This is relevant for Mobile-First Indexing because Google Home and Google Assistant’s voice-controlled shopping list is already integrated with Google Express, making it much easier for people to place one-time or recurring orders for products that they need using only their voice. This makes Google Express at least somewhat competitive with Amazon Alexa’s voice ordering capabilities, so Google might be able to take back some of the market shares for product-oriented searches from Amazon. It is important to note that the Shopping List was originally part of Google Keep, which is already integrated with Google Docs, so there appears to be a more holistic, base-level integration happening there.

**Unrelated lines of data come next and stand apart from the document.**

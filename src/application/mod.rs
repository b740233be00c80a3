//! Application layer containing the reconciliation logic.
//!
//! [`engine::ReconciliationEngine`] owns the payment state machine and is the only
//! writer of order status. [`webhook::WebhookDispatcher`] sits in front of it for
//! processor-pushed events, and [`signature`] authenticates both inbound paths.

pub mod engine;
pub mod signature;
pub mod webhook;
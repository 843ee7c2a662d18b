//! Gateway response models.
//!
//! Each operation has a typed success shape. Any reply may instead be the error
//! shape `{ "errorCodes": [...] }`; [`GatewayResponse`] captures both without
//! deciding for the caller which one is a failure.

use rust_decimal::Decimal;
use serde::Deserialize;

use crate::{
    error::{Result, SimplePayError},
    merchant::Currency,
};

/// Reply of the gateway: either the operation's success shape or the error shape.
///
/// The error shape is tried first: error replies echo `salt`, `merchant` and
/// `orderRef`, so they would otherwise partially match lenient success shapes.
///
/// # Examples
///
/// ```
/// use simplepay::models::{CancelResponse, GatewayResponse};
///
/// let reply: GatewayResponse<CancelResponse> =
///     serde_json::from_str(r#"{"errorCodes":[5321]}"#).unwrap();
/// assert!(reply.is_error());
/// assert_eq!(reply.error_codes(), Some(&[5321][..]));
/// ```
#[derive(Debug, Clone, PartialEq, Deserialize)]
#[serde(untagged)]
pub enum GatewayResponse<T> {
    /// The gateway rejected the request.
    Error(ErrorResponse),
    /// The operation's success payload.
    Success(T),
}

impl<T> GatewayResponse<T> {
    /// Returns `true` when the gateway answered with `errorCodes`.
    #[must_use]
    pub const fn is_error(&self) -> bool {
        matches!(self, Self::Error(_))
    }

    /// Returns the gateway error codes, if any.
    #[must_use]
    pub fn error_codes(&self) -> Option<&[u32]> {
        match self {
            Self::Error(error) => Some(&error.error_codes),
            Self::Success(_) => None,
        }
    }

    /// Returns the success payload, if any.
    #[must_use]
    pub const fn success(&self) -> Option<&T> {
        match self {
            Self::Success(payload) => Some(payload),
            Self::Error(_) => None,
        }
    }

    /// Converts the error shape into [`SimplePayError::GatewayError`].
    ///
    /// # Errors
    ///
    /// Returns [`SimplePayError::GatewayError`] carrying the gateway's error codes.
    pub fn into_result(self) -> Result<T> {
        match self {
            Self::Success(payload) => Ok(payload),
            Self::Error(error) => Err(SimplePayError::GatewayError(error.error_codes)),
        }
    }
}

/// Error shape returned when the gateway rejects a request.
#[derive(Debug, Clone, PartialEq, Eq, Deserialize)]
#[serde(rename_all = "camelCase")]
pub struct ErrorResponse {
    /// Gateway error codes.
    pub error_codes: Vec<u32>,
    /// Echoed salt.
    #[serde(default)]
    pub salt: Option<String>,
    /// Echoed merchant identifier.
    #[serde(default)]
    pub merchant: Option<String>,
    /// Echoed order reference.
    #[serde(default)]
    pub order_ref: Option<String>,
}

/// Reply to a start request.
#[derive(Debug, Clone, PartialEq, Deserialize)]
#[serde(rename_all = "camelCase")]
pub struct StartResponse {
    /// Gateway salt.
    pub salt: String,
    /// Merchant identifier.
    pub merchant: String,
    /// Order reference of the started payment.
    pub order_ref: String,
    /// Transaction currency.
    pub currency: Currency,
    /// Gateway transaction identifier.
    pub transaction_id: u64,
    /// Payment page expiry.
    pub timeout: String,
    /// Payment total.
    #[serde(with = "amount")]
    pub total: Decimal,
    /// URL of the hosted payment page the customer is sent to.
    pub payment_url: String,
}

/// Reply to a refund request.
#[derive(Debug, Clone, PartialEq, Deserialize)]
#[serde(rename_all = "camelCase")]
pub struct RefundResponse {
    /// Gateway salt.
    pub salt: String,
    /// Merchant identifier.
    pub merchant: String,
    /// Order reference of the refunded payment.
    pub order_ref: String,
    /// Transaction currency.
    pub currency: Currency,
    /// Gateway identifier of the original transaction.
    pub transaction_id: u64,
    /// Gateway identifier of the refund itself.
    pub refund_transaction_id: u64,
    /// Refunded amount.
    #[serde(with = "amount")]
    pub refund_total: Decimal,
    /// Amount still refundable.
    #[serde(with = "amount")]
    pub remaining_total: Decimal,
}

/// Reply to a cancel request.
#[derive(Debug, Clone, PartialEq, Deserialize)]
#[serde(rename_all = "camelCase")]
pub struct CancelResponse {
    /// Gateway salt.
    pub salt: String,
    /// Merchant identifier.
    pub merchant: String,
    /// Gateway transaction identifier.
    pub transaction_id: u64,
    /// Order reference, echoed when the cancel targeted one.
    #[serde(default)]
    pub order_ref: Option<String>,
    /// Status after cancellation.
    pub status: TransactionStatus,
}

/// Reply to a query request.
#[derive(Debug, Clone, PartialEq, Deserialize)]
#[serde(rename_all = "camelCase")]
pub struct QueryResponse {
    /// Gateway salt.
    pub salt: String,
    /// Merchant identifier.
    pub merchant: String,
    /// Matching transactions.
    #[serde(default)]
    pub transactions: Vec<QueriedTransaction>,
    /// Number of matching transactions.
    #[serde(default)]
    pub total_count: u32,
}

/// One transaction in a query reply.
///
/// Which fields are present depends on the transaction's state and on whether the
/// query was `detailed`.
#[derive(Debug, Clone, Default, PartialEq, Deserialize)]
#[serde(rename_all = "camelCase", default)]
pub struct QueriedTransaction {
    /// Gateway salt.
    pub salt: Option<String>,
    /// Merchant identifier.
    pub merchant: Option<String>,
    /// Order reference.
    pub order_ref: Option<String>,
    /// Transaction total.
    #[serde(with = "amount::option")]
    pub total: Option<Decimal>,
    /// Gateway transaction identifier.
    pub transaction_id: Option<u64>,
    /// Current status.
    pub status: Option<TransactionStatus>,
    /// Amount still refundable.
    #[serde(with = "amount::option")]
    pub remaining_total: Option<Decimal>,
    /// When the customer paid.
    pub payment_date: Option<String>,
    /// When the transaction reached its final state.
    pub finish_date: Option<String>,
    /// Payment method used.
    pub method: Option<String>,
}

/// Lifecycle state of a gateway transaction.
#[derive(Debug, Clone, Copy, PartialEq, Eq, Hash, Deserialize)]
#[serde(rename_all = "UPPERCASE")]
pub enum TransactionStatus {
    /// Created, customer not yet on the payment page.
    Init,
    /// Payment page expired.
    Timeout,
    /// Cancelled by customer or merchant.
    Cancelled,
    /// Authorization declined.
    NotAuthorized,
    /// Customer is on the payment page.
    InPayment,
    /// Held for fraud review.
    InFraud,
    /// Authorized, awaiting capture.
    Authorized,
    /// Captured.
    Finished,
    /// Authorization reversed.
    Reversed,
    /// Fully or partially refunded.
    Refund,
    /// A status this client does not know yet.
    #[serde(other)]
    Unknown,
}

impl TransactionStatus {
    /// Returns `true` once the transaction can no longer change state on its own.
    #[must_use]
    pub const fn is_final(self) -> bool {
        matches!(
            self,
            Self::Timeout
                | Self::Cancelled
                | Self::NotAuthorized
                | Self::Finished
                | Self::Reversed
                | Self::Refund
        )
    }
}

/// Amounts travel as JSON numbers; integral values are written without a fraction.
pub(crate) mod amount {
    use std::str::FromStr;

    use rust_decimal::{
        Decimal,
        prelude::{FromPrimitive, ToPrimitive},
    };
    use serde::{Deserialize, Deserializer, Serializer, ser::Error as _};

    #[derive(Deserialize)]
    #[serde(untagged)]
    enum RawAmount {
        Integer(i64),
        Float(f64),
        Text(String),
    }

    impl RawAmount {
        fn into_decimal<E: serde::de::Error>(self) -> Result<Decimal, E> {
            match self {
                Self::Integer(value) => Ok(Decimal::from(value)),
                Self::Float(value) => Decimal::from_f64(value)
                    .ok_or_else(|| E::custom(format!("amount out of range: {value}"))),
                Self::Text(value) => Decimal::from_str(value.trim())
                    .map_err(|e| E::custom(format!("invalid amount '{value}': {e}"))),
            }
        }
    }

    pub(crate) fn serialize<S: Serializer>(value: &Decimal, serializer: S) -> Result<S::Ok, S::Error> {
        if value.fract().is_zero()
            && let Some(integer) = value.to_i64()
        {
            return serializer.serialize_i64(integer);
        }
        let float = value
            .to_f64()
            .ok_or_else(|| S::Error::custom(format!("amount not representable: {value}")))?;
        serializer.serialize_f64(float)
    }

    pub(crate) fn deserialize<'de, D: Deserializer<'de>>(deserializer: D) -> Result<Decimal, D::Error> {
        RawAmount::deserialize(deserializer)?.into_decimal()
    }

    pub(crate) mod option {
        use rust_decimal::Decimal;
        use serde::{Deserialize, Deserializer};

        use super::RawAmount;

        pub(crate) fn deserialize<'de, D: Deserializer<'de>>(
            deserializer: D,
        ) -> Result<Option<Decimal>, D::Error> {
            Option::<RawAmount>::deserialize(deserializer)?.map(RawAmount::into_decimal).transpose()
        }
    }
}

To this end, I expect we might see a merging of Google Shopping with Google Express in the next two years, to shift of power away from Amazon Prime. Google may even be willing to take a financial hit or break even to accomplish this task, just as Amazon did in the early days of its existence and of the launch of Amazon Prime, to build momentum and buy-in for the brand. NOTE: We don’t work much with PLAs or Google Shopping, so this is all just based on external observations.

To make this idea really profitable, Google will have to isolate a new advantage that consumers want. Google Express does offer free shipping, but the total value of your order from each different store has to meet variable thresholds for each, as you can see in the image below. This might be fine for big shoppers, or shoppers who really just want easy online ordering and quick delivery from companies who are not known for those services, and most of the stores in the list are not. The upside is that Google Express will store and enable information for each of the stores’ loyalty programs, so that you can still accumulate loyalty points, now without leaving the house.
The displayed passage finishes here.